Weekly Learning Outcomes

  • Gain an appreciation for morality, ethics, and ethical responsibility in building digital products.
  • Understand ethical issues in Digital Product Management.
  • Understand different perspectives to view and analyze ethical issues.
  • Understand frameworks for mitigating ethical issues in product management.
  • Real-world example: Facebook (Meta) – involved in public discussions about privacy and data use.
    • Cambridge Analytica scandal: Millions of users' data accessed without consent for political advertising, highlighting the importance of responsible data handling and ethical product management.
  • Tools used today: algorithms, artificial intelligence, and big data aiming to improve user engagement and service efficiency.
    • Potential for misuse: manipulative tactics, encouraging addictive behavior, spreading misinformation, or invading privacy if not carefully used.
  • Ethical considerations apply to all organizations, including smaller, local ones in Australia like Commonwealth Bank or tech startups.
  • Companies like Meta are building frameworks (oversight boards, AI for harmful content detection, data management changes) to manage ethical issues.

Morality, Ethics and Law

  • Morality: Norms, values, and beliefs embedded in social processes that define right and wrong for an individual or a community.
    • Broader in scope; assessed by the broader community/society.
  • Ethics: Study of morality and the application of reason to elucidate specific rules and principles for morally acceptable actions.
    • Narrower in scope, pertaining to specific disciplines or areas of concern.
    • Assessment at the individual level: "What should I do?" "How should I live?" - principles derived from governing morals.
  • Law: System of rules recognized by a country or community, regulating actions and enforced by penalties.
    • Morals are codified into Law; there may be a lag between what is “moral” and what is “lawful”.
  • Differences:
    • Morality: Shared beliefs.
    • Ethics: Application of beliefs in individual decisions.
    • Law: Formal enforcement of beliefs in society.

What is Ethical Responsibility?

  • Ethical responsibility: Ability to recognize, interpret, and act on multiple principles and values according to standards within a professional field/context.
  • Professions have ethical responsibilities when providing services and products.
    • Examples: Healthcare, Engineering.
  • Professional disciplines are guided by profession-specific ethical codes of conduct to address ethical issues and dilemmas.

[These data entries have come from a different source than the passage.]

//! Domain types for the roster and attendance journal
//!
//! This module holds the records the services read and write, the newtypes
//! that identify them, and the day-view projection built on every read.

pub mod attendance;
pub mod student;
pub mod types;

pub use attendance::*;
pub use student::*;
pub use types::*;
//! Storage seams used by the services
//!
//! Every method is one unit of work: implementations acquire whatever
//! connection or lock they need inside the call and release it before
//! returning, on success and on error alike.

use async_trait::async_trait;

use crate::domain::{AttendanceRecord, MonthFilter, Student, StudentId, StudentRemoval};
use crate::Result;

#[async_trait]
pub trait AttendanceRepository: Send + Sync {
    /// Records ordered by `(date, pair_index)`, optionally limited to one month
    async fn fetch_attendance(&self, month: Option<&MonthFilter>) -> Result<Vec<AttendanceRecord>>;

    /// Insert the record, or overwrite `is_present` on the row with the same slot
    async fn upsert_attendance(&self, record: &AttendanceRecord) -> Result<()>;
}

#[async_trait]
pub trait StudentRepository: Send + Sync {
    /// All students ordered by name
    async fn list_students(&self) -> Result<Vec<Student>>;

    /// Insert unless the id is taken. Returns whether a row was written.
    async fn insert_student(&self, student: &Student) -> Result<bool>;

    /// Delete the student's attendance rows, then the student row
    async fn remove_student(&self, id: &StudentId) -> Result<StudentRemoval>;
}

#[async_trait]
pub trait HealthCheck: Send + Sync {
    async fn health_check(&self) -> Result<()>;
}

/// A backend serving both services
pub trait Store: AttendanceRepository + StudentRepository + HealthCheck {}

impl<T> Store for T where T: AttendanceRepository + StudentRepository + HealthCheck {}
//! Middleware stack for the HTTP host
//!
//! Layers, outer to inner:
//! 1. Request ID assignment (UUID v7 unless the caller sent one)
//! 2. Request ID propagation onto the response
//! 3. Request logging, with the request ID
//! 4. Request body size limit

use crate::infrastructure::log_messages::request_processing;
use crate::service::headers::X_REQUEST_ID;
use axum::{
    extract::Request,
    http::HeaderValue,
    middleware::{from_fn, Next},
    response::Response,
    Router,
};
use std::time::Instant;
use tower::ServiceBuilder;
use tower_http::{
    limit::RequestBodyLimitLayer,
    request_id::{MakeRequestId, PropagateRequestIdLayer, RequestId, SetRequestIdLayer},
};
use tracing::info;
use uuid::Uuid;

/// Generates time-ordered request IDs
#[derive(Debug, Clone, Copy, Default)]
pub struct MakeRequestUuidV7;

impl MakeRequestId for MakeRequestUuidV7 {
    fn make_request_id<B>(&mut self, _request: &http::Request<B>) -> Option<RequestId> {
        HeaderValue::from_str(&Uuid::now_v7().to_string())
            .ok()
            .map(RequestId::new)
    }
}

/// Logs each request and its outcome
pub async fn logging_middleware(request: Request, next: Next) -> Response {
    let start = Instant::now();

    // Extract request details before passing ownership
    let method = request.method().clone();
    let uri = request.uri().clone();
    let request_id = request
        .headers()
        .get(X_REQUEST_ID)
        .and_then(|h| h.to_str().ok())
        .unwrap_or("unknown")
        .to_string();

    info!(
        request_id = request_id,
        method = %method,
        path = %uri.path(),
        "{}",
        request_processing::INCOMING_REQUEST
    );

    let response = next.run(request).await;
    let duration = start.elapsed();

    info!(
        request_id = request_id,
        method = %method,
        path = %uri.path(),
        status = response.status().as_u16(),
        duration_ms = duration.as_millis(),
        "{}",
        request_processing::REQUEST_COMPLETED
    );

    response
}

/// Builder for composing the middleware stack
#[derive(Debug, Clone, Copy)]
pub struct MiddlewareStack {
    max_body_bytes: usize,
}

impl MiddlewareStack {
    pub fn new(max_body_bytes: usize) -> Self {
        Self { max_body_bytes }
    }

    /// Apply the complete middleware stack to a router
    pub fn apply_to_router<S>(self, router: Router<S>) -> Router<S>
    where
        S: Clone + Send + Sync + 'static,
    {
        router.layer(
            ServiceBuilder::new()
                .layer(SetRequestIdLayer::x_request_id(MakeRequestUuidV7))
                .layer(PropagateRequestIdLayer::x_request_id())
                .layer(from_fn(logging_middleware))
                .layer(RequestBodyLimitLayer::new(self.max_body_bytes)),
        )
    }
}

#[cfg(test)]
mod tests {
    use super::*;
    use axum::{body::Body, http::StatusCode, routing::any};
    use tower::ServiceExt;

    async fn echo(body: String) -> String {
        body
    }

    fn router(max_body_bytes: usize) -> Router {
        MiddlewareStack::new(max_body_bytes)
            .apply_to_router(Router::new().route("/echo", any(echo)))
    }

    #[tokio::test]
    async fn test_request_id_generation() {
        let response = router(1024)
            .oneshot(Request::builder().uri("/echo").body(Body::empty()).unwrap())
            .await
            .unwrap();

        let request_id = response
            .headers()
            .get(X_REQUEST_ID)
            .unwrap()
            .to_str()
            .unwrap();
        let uuid = Uuid::parse_str(request_id).unwrap();
        assert_eq!(uuid.get_version_num(), 7);
    }

    #[tokio::test]
    async fn test_request_id_passthrough() {
        let existing_id = Uuid::now_v7().to_string();
        let response = router(1024)
            .oneshot(
                Request::builder()
                    .uri("/echo")
                    .header(X_REQUEST_ID, &existing_id)
                    .body(Body::empty())
                    .unwrap(),
            )
            .await
            .unwrap();

        assert_eq!(
            response.headers().get(X_REQUEST_ID).unwrap(),
            existing_id.as_str()
        );
    }

    #[tokio::test]
    async fn test_oversized_body_is_rejected() {
        let response = router(8)
            .oneshot(
                Request::builder()
                    .method("POST")
                    .uri("/echo")
                    .body(Body::from("this body is far too long"))
                    .unwrap(),
            )
            .await
            .unwrap();

        assert_eq!(response.status(), StatusCode::PAYLOAD_TOO_LARGE);
    }
}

Example 1: Medical Ethics Principles

  • Respect for autonomy: Patients have the right to refuse and choose their treatment.
  • Beneficence: Practitioners should act in the best interest of the patient.
  • Non-maleficence: Avoid causing harm; promote more good than harm (Utility).
  • Justice: Fair distribution of scarce health resources; decisions on who gets what treatment.

Example 2: Engineering Ethical Principles

  • Hold paramount the safety, health, and welfare of the public.
  • Perform services only in areas of their competence.
  • Issue public statements in an objective and truthful manner.
  • Act for each employer or client as faithful agents or trustees.
  • Avoid deceptive acts.
  • Conduct themselves honorably, responsibly, and ethically.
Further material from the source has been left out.